Log-normal returns

Question

Let $P_t$ denote a stock price distributed as $\operatorname{lognormal}(\mu , \sigma^2 )$. Suppose we construct simple returns $R_t=\frac{P_t-P_{t-1}}{P_{t-1}}$.

My question is:

What is the distribution of $R_t$, and what are the parameters of this distribution?
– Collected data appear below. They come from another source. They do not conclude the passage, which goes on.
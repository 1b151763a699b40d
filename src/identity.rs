//! Identity Resolver.
//!
//! Maps login credentials to a role claim: teachers against the static
//! allow-list, students by id lookup against the canonical table plus the
//! fixed shared student secret. Claims are short-lived HS256 JWTs and are
//! never persisted server-side.

use chrono::{Duration, Utc};
use jsonwebtoken::{encode, EncodingKey, Header};
use serde::{Deserialize, Serialize};

use crate::error::{AppError, AppResult};
use crate::schema::STUDENT_ID;
use crate::scoring::ensure_student_ids;
use crate::table::Table;

pub const ROLE_TEACHER: &str = "teacher";
pub const ROLE_STUDENT: &str = "student";

#[derive(Debug, Serialize, Deserialize)]
pub struct Claims {
    /// Teacher email or student id
    pub sub: String,
    pub role: String,
    pub exp: usize,
    pub iat: usize,
}

/// A resolved identity, pre-token.
#[derive(Debug, Clone, PartialEq, Eq)]
pub struct Identity {
    pub subject: String,
    pub role: &'static str,
}

/// Teacher path: exact allow-list match.
pub fn authenticate_teacher(
    email: &str,
    password: &str,
    allow_list: &[(String, String)],
) -> AppResult<Identity> {
    let email = email.trim();
    let known = allow_list
        .iter()
        .any(|(e, p)| e == email && p == password);
    if !known {
        return Err(AppError::Unauthorized("Invalid teacher credentials".to_string()));
    }
    Ok(Identity { subject: email.to_string(), role: ROLE_TEACHER })
}

/// Student path: id must exist in the canonical table and the password
/// must equal the shared student secret. Password-equals-id is rejected.
pub fn authenticate_student(
    id: &str,
    password: &str,
    student_secret: &str,
    table: Option<Table>,
) -> AppResult<Identity> {
    let id = id.trim();
    if id.is_empty() {
        return Err(AppError::Unauthorized("Student id is required".to_string()));
    }
    if password.is_empty() {
        return Err(AppError::Unauthorized("Password is required".to_string()));
    }

    let mut table = table.ok_or_else(|| {
        AppError::Validation("No student data available on server".to_string())
    })?;
    ensure_student_ids(&mut table);

    let exists = (0..table.row_count()).any(|row| {
        table
            .get(row, STUDENT_ID)
            .map(|v| v.to_text().trim() == id)
            .unwrap_or(false)
    });
    if !exists {
        return Err(AppError::Unauthorized("Unknown student id".to_string()));
    }
    if password != student_secret {
        return Err(AppError::Unauthorized("Invalid student password".to_string()));
    }
    Ok(Identity { subject: id.to_string(), role: ROLE_STUDENT })
}

/// Issue a signed claim for a resolved identity.
pub fn issue_token(identity: &Identity, secret: &str, ttl_hours: u64) -> AppResult<String> {
    let now = Utc::now();
    let exp = now + Duration::hours(ttl_hours as i64);

    let claims = Claims {
        sub: identity.subject.clone(),
        role: identity.role.to_string(),
        exp: exp.timestamp() as usize,
        iat: now.timestamp() as usize,
    };

    encode(
        &Header::default(),
        &claims,
        &EncodingKey::from_secret(secret.as_bytes()),
    )
    .map_err(|e| AppError::Internal(e.to_string()))
}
P.S. I have read somewhere that $R_t$ would have a shifted log-normal distribution, but I could not find the relation to the log-normal, and how the parameters would be related.

Answer 1

I suppose you mean $P_t$ and $P_{t-1}$ are i.i.d. Note that we may express

$$ P_t = e^{\mu + \sigma Z_t}, P_{t-1} = e^{\mu + \sigma Z_{t-1}}$$

where $Z_t, Z_{t-1}$ are i.i.d. standard normal. Then

$$ R_t = \frac {P_t - P_{t-1}} {P_{t-1}} = \frac {P_t} {P_{t-1}} -1 = \frac {e^{\mu + \sigma Z_t}} {e^{\mu + \sigma Z_{t-1}}} -1 = e^{\sigma (Z_t - Z_{t-1})} - 1$$

Since $Z_t - Z_{t-1} \sim \mathcal{N}(0, 2)$, we have $e^{\sigma (Z_t - Z_{t-1})} \sim \text{lognormal}(0,2\sigma^2)$ and thus the resulting $R_t$ is a shifted lognormal.

Answer 2

Just some quick thoughts which do not fit into the comment section. If you look at

$$ \log (1+R_t) = \log(P_t) - \log(P_{t-i}) \sim N(0,2\sigma^2) $$

you find that it is normal distributed (as the difference of two normal distributions).
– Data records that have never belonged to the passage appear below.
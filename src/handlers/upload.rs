//! Data upload handler
//!
//! Teacher-only multipart upload of the student dataset. The file is
//! validated against the feature schema, scored (classifier when loaded,
//! heuristic otherwise) and rewritten wholesale as the canonical table.

use std::path::Path;

use axum::extract::{Multipart, State};
use axum::Json;

use crate::error::{AppError, AppResult};
use crate::middleware::auth::{require_teacher, AuthContext};
use crate::schema;
use crate::scoring;
use crate::table::{csv, excel, Table};
use crate::AppState;

pub const MAX_UPLOAD_BYTES: usize = 50 * 1024 * 1024;

const ALLOWED_EXTENSIONS: [&str; 3] = ["csv", "xlsx", "xls"];

pub async fn upload(
    State(state): State<AppState>,
    ctx: AuthContext,
    mut multipart: Multipart,
) -> AppResult<Json<serde_json::Value>> {
    require_teacher(&ctx)?;

    let mut file: Option<(String, Vec<u8>)> = None;
    while let Some(field) = multipart
        .next_field()
        .await
        .map_err(|e| AppError::Validation(format!("Malformed upload: {e}")))?
    {
        if field.name() == Some("file") {
            let filename = field.file_name().unwrap_or_default().to_string();
            let bytes = field
                .bytes()
                .await
                .map_err(|e| AppError::Validation(format!("Could not read upload: {e}")))?;
            file = Some((filename, bytes.to_vec()));
            break;
        }
    }

    let Some((filename, bytes)) = file else {
        return Err(AppError::Validation("No file part".to_string()));
    };
    let filename = sanitize_filename(&filename);
    if filename.is_empty() {
        return Err(AppError::Validation("No file selected".to_string()));
    }
    if bytes.is_empty() {
        return Err(AppError::Validation("Uploaded file is empty".to_string()));
    }

    let ext = filename
        .rsplit_once('.')
        .map(|(_, e)| e.to_ascii_lowercase())
        .unwrap_or_default();
    if !ALLOWED_EXTENSIONS.contains(&ext.as_str()) {
        return Err(AppError::Validation(
            "File type not allowed. Please upload .csv, .xlsx or .xls files".to_string(),
        ));
    }

    // Keep the raw upload as received; the canonical table is only written
    // after validation and scoring succeed.
    let saved_path = state.tables.save_raw_upload(&filename, &bytes)?;
    let table = read_table(&saved_path, &ext, &bytes)?;

    let missing = schema::missing_columns(&table);
    if !missing.is_empty() {
        return Err(AppError::Validation(format!(
            "Missing required columns: {}",
            missing.join(", ")
        )));
    }

    let classifier = state.classifiers.current();
    let scored = scoring::score_table(table, classifier.as_deref());
    state.tables.save(&scored.table)?;

    tracing::info!(
        "upload processed: {} rows, {} pass, {} fail",
        scored.row_count(),
        scored.pass_count,
        scored.fail_count
    );

    Ok(Json(serde_json::json!({
        "ok": true,
        "message": format!(
            "Successfully processed {} student records ({} Pass, {} Fail). File saved as students.csv.",
            scored.row_count(),
            scored.pass_count,
            scored.fail_count
        ),
    })))
}

fn read_table(path: &Path, ext: &str, bytes: &[u8]) -> AppResult<Table> {
    let table = match ext {
        "xlsx" | "xls" => excel::read(path).map_err(AppError::Validation)?,
        _ => {
            let text = String::from_utf8_lossy(bytes);
            csv::parse(&text)
                .ok_or_else(|| AppError::Validation("Uploaded file has no header row".to_string()))?
        }
    };
    if table.is_empty() {
        return Err(AppError::Validation("Uploaded file has no data rows".to_string()));
    }
    Ok(table)
}

/// Strip any path components from the client-supplied filename.
fn sanitize_filename(raw: &str) -> String {
    raw.rsplit(['/', '\\'])
        .next()
        .unwrap_or_default()
        .trim()
        .to_string()
}

#[cfg(test)]
mod tests {
    use super::*;

    #[test]
    fn sanitize_strips_paths() {
        assert_eq!(sanitize_filename("../../etc/passwd.csv"), "passwd.csv");
        assert_eq!(sanitize_filename("C:\\data\\grades.xlsx"), "grades.xlsx");
        assert_eq!(sanitize_filename("plain.csv"), "plain.csv");
        assert_eq!(sanitize_filename(""), "");
    }
}
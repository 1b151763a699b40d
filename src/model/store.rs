//! Swappable classifier handle.
//!
//! Readers-writer discipline: requests clone the `Arc` and keep using the
//! artifact they started with; a retrain swaps the slot exclusively for a
//! brief moment and subsequent requests pick up the new artifact.

use std::path::{Path, PathBuf};
use std::sync::Arc;

use parking_lot::RwLock;

use super::{Classifier, InferenceError, ModelArtifact};

pub struct ClassifierStore {
    model_path: PathBuf,
    current: RwLock<Option<Arc<dyn Classifier>>>,
}

impl ClassifierStore {
    /// Create the store and try to load the artifact from disk. A missing
    /// or unreadable artifact is not fatal: the service runs model-less
    /// and batch scoring falls back to the heuristic.
    pub fn open(model_path: PathBuf) -> Self {
        let store = Self {
            model_path,
            current: RwLock::new(None),
        };
        match store.reload() {
            Ok(true) => tracing::info!("classifier loaded from {:?}", store.model_path),
            Ok(false) => tracing::info!("no classifier artifact at {:?}, serving model-less", store.model_path),
            Err(e) => tracing::warn!("could not load classifier: {}", e),
        }
        store
    }

    pub fn model_path(&self) -> &Path {
        &self.model_path
    }

    /// Current classifier, if any. The clone stays valid across a swap.
    pub fn current(&self) -> Option<Arc<dyn Classifier>> {
        self.current.read().clone()
    }

    pub fn is_loaded(&self) -> bool {
        self.current.read().is_some()
    }

    /// Re-read the artifact from disk and swap it in. `Ok(false)` means
    /// there is no artifact file (the slot is left untouched).
    pub fn reload(&self) -> Result<bool, InferenceError> {
        if !self.model_path.exists() {
            return Ok(false);
        }
        let artifact = ModelArtifact::load(&self.model_path)?;
        self.swap(Arc::new(artifact));
        Ok(true)
    }

    pub fn swap(&self, classifier: Arc<dyn Classifier>) {
        *self.current.write() = Some(classifier);
    }
}
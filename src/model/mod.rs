//! Classifier contract and inference machinery.
//!
//! The model is an opaque artifact behind the [`Classifier`] trait: a
//! required `predict` plus an optional probability capability. The adapter
//! in [`infer`] is the only caller and owns all output-shape defensiveness.

pub mod artifact;
pub mod infer;
pub mod store;

pub use artifact::ModelArtifact;
pub use infer::{infer, Outcome, Prediction};
pub use store::ClassifierStore;

use crate::table::Table;

/// Classifier raised while predicting labels. Fatal for the request that
/// triggered it, never for the process.
#[derive(Debug, thiserror::Error)]
#[error("{0}")]
pub struct InferenceError(pub String);

/// Binary classifier over a normalized 13-column table.
pub trait Classifier: Send + Sync {
    /// Raw labels, one per row: 1 means Pass.
    fn predict(&self, table: &Table) -> Result<Vec<i64>, InferenceError>;

    /// Probability capability, when the artifact supports it.
    fn proba(&self) -> Option<&dyn PredictProba> {
        None
    }
}

/// Optional probability output: one row of 1 or 2+ confidence values per
/// input row. Shape is normalized by the adapter, not here.
pub trait PredictProba: Send + Sync {
    fn predict_proba(&self, table: &Table) -> Result<Vec<Vec<f64>>, InferenceError>;
}
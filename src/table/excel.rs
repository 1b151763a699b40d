//! Excel workbook decoding for uploads (`.xlsx`/`.xls`).
//!
//! Only the first worksheet is read; its first row is the header.

use std::path::Path;

use calamine::{open_workbook_auto, Data, Reader};

use super::{Table, Value};

/// Read the first worksheet of a workbook into a table.
pub fn read(path: &Path) -> Result<Table, String> {
    let mut workbook =
        open_workbook_auto(path).map_err(|e| format!("could not open workbook: {e}"))?;

    let range = workbook
        .worksheet_range_at(0)
        .ok_or_else(|| "workbook has no worksheets".to_string())?
        .map_err(|e| format!("could not read worksheet: {e}"))?;

    let mut rows = range.rows();
    let header = rows
        .next()
        .ok_or_else(|| "worksheet is empty".to_string())?;

    let columns: Vec<String> = header.iter().map(|c| cell_text(c).trim().to_string()).collect();
    let mut table = Table::new(columns);

    for row in rows {
        table.push_row(row.iter().map(cell_value).collect());
    }
    Ok(table)
}

fn cell_value(cell: &Data) -> Value {
    match cell {
        Data::Empty => Value::Null,
        Data::Float(f) => Value::Num(*f),
        Data::Int(i) => Value::Num(*i as f64),
        Data::String(s) => {
            let t = s.trim();
            if t.is_empty() {
                Value::Null
            } else {
                Value::Str(t.to_string())
            }
        }
        Data::Bool(b) => Value::Str(b.to_string()),
        Data::Error(_) => Value::Null,
        other => {
            let t = other.to_string();
            if t.trim().is_empty() {
                Value::Null
            } else {
                Value::Str(t.trim().to_string())
            }
        }
    }
}

fn cell_text(cell: &Data) -> String {
    match cell {
        Data::String(s) => s.clone(),
        other => other.to_string(),
    }
}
So $R_t+1$ is lognormally distributed, and $R_t$ is a shifted lognormally distributed RV.

Answer 3

Since the returns involve changes in the stock price over consecutive time periods, the answer to your question depends on the joint distribution of the stock price over time. Since you have only specified the marginal distribution of the stock price, you have not given enough information in your question to determine the distribution of interest. Nevertheless, I will give you a useful result here that holds in a simple case, and which can be extended more broadly to other models with some additional algebraic work.

Stationary AR(1) model: Suppose the log-price follows the stationary model of the form:

$$\ln P_t = (1-\phi) \mu + \phi \ln P_{t-1} + \varepsilon_t \quad \quad \quad \varepsilon_t \sim \text{N}( 0, (1-\phi^2) \sigma^2),$$

where $-1 < \phi < 1$ is the auto-correlation parameter of the model. In this case the stationary marginal distribution of the log-price is as you specified in your question (i.e., $\ln P_t \sim \text{N} (\mu, \sigma^2)$). Now, since $\ln P_t = \ln P_{t-1} + \ln (1+R_t)$ the density function of the latter term is:

$$\begin{equation} \begin{aligned} p(\ln (1+R_t) = r) &= \int \limits_{-\infty}^\infty p(\ln (1+R_t) = r | \ln P_{t-1} = s) \cdot \text{N}(s|\mu, \sigma^2) ds \\[6pt] &= \int \limits_{-\infty}^\infty p(\ln P_t = r+s | \ln P_{t-1} = s) \cdot \text{N}(s|\mu, \sigma^2) ds \\[6pt] &= \int \limits_{-\infty}^\infty \text{N}(r+s | \mu + \phi (s-\mu), (1-\phi^2) \sigma^2) \cdot \text{N}(s|\mu, \sigma^2) ds. \\[6pt] \end{aligned} \end{equation}$$

To solve this integral equation we need to complete the square in the exponential terms of the normal density functions in the integrand. This would lead to a normal distribution, so that $1+R \sim \text{LogN}$. Obtaining the parameters of the distribution would require you to complete the square in the above integral, and perform the subsequent algebra. I leave this as an exercise.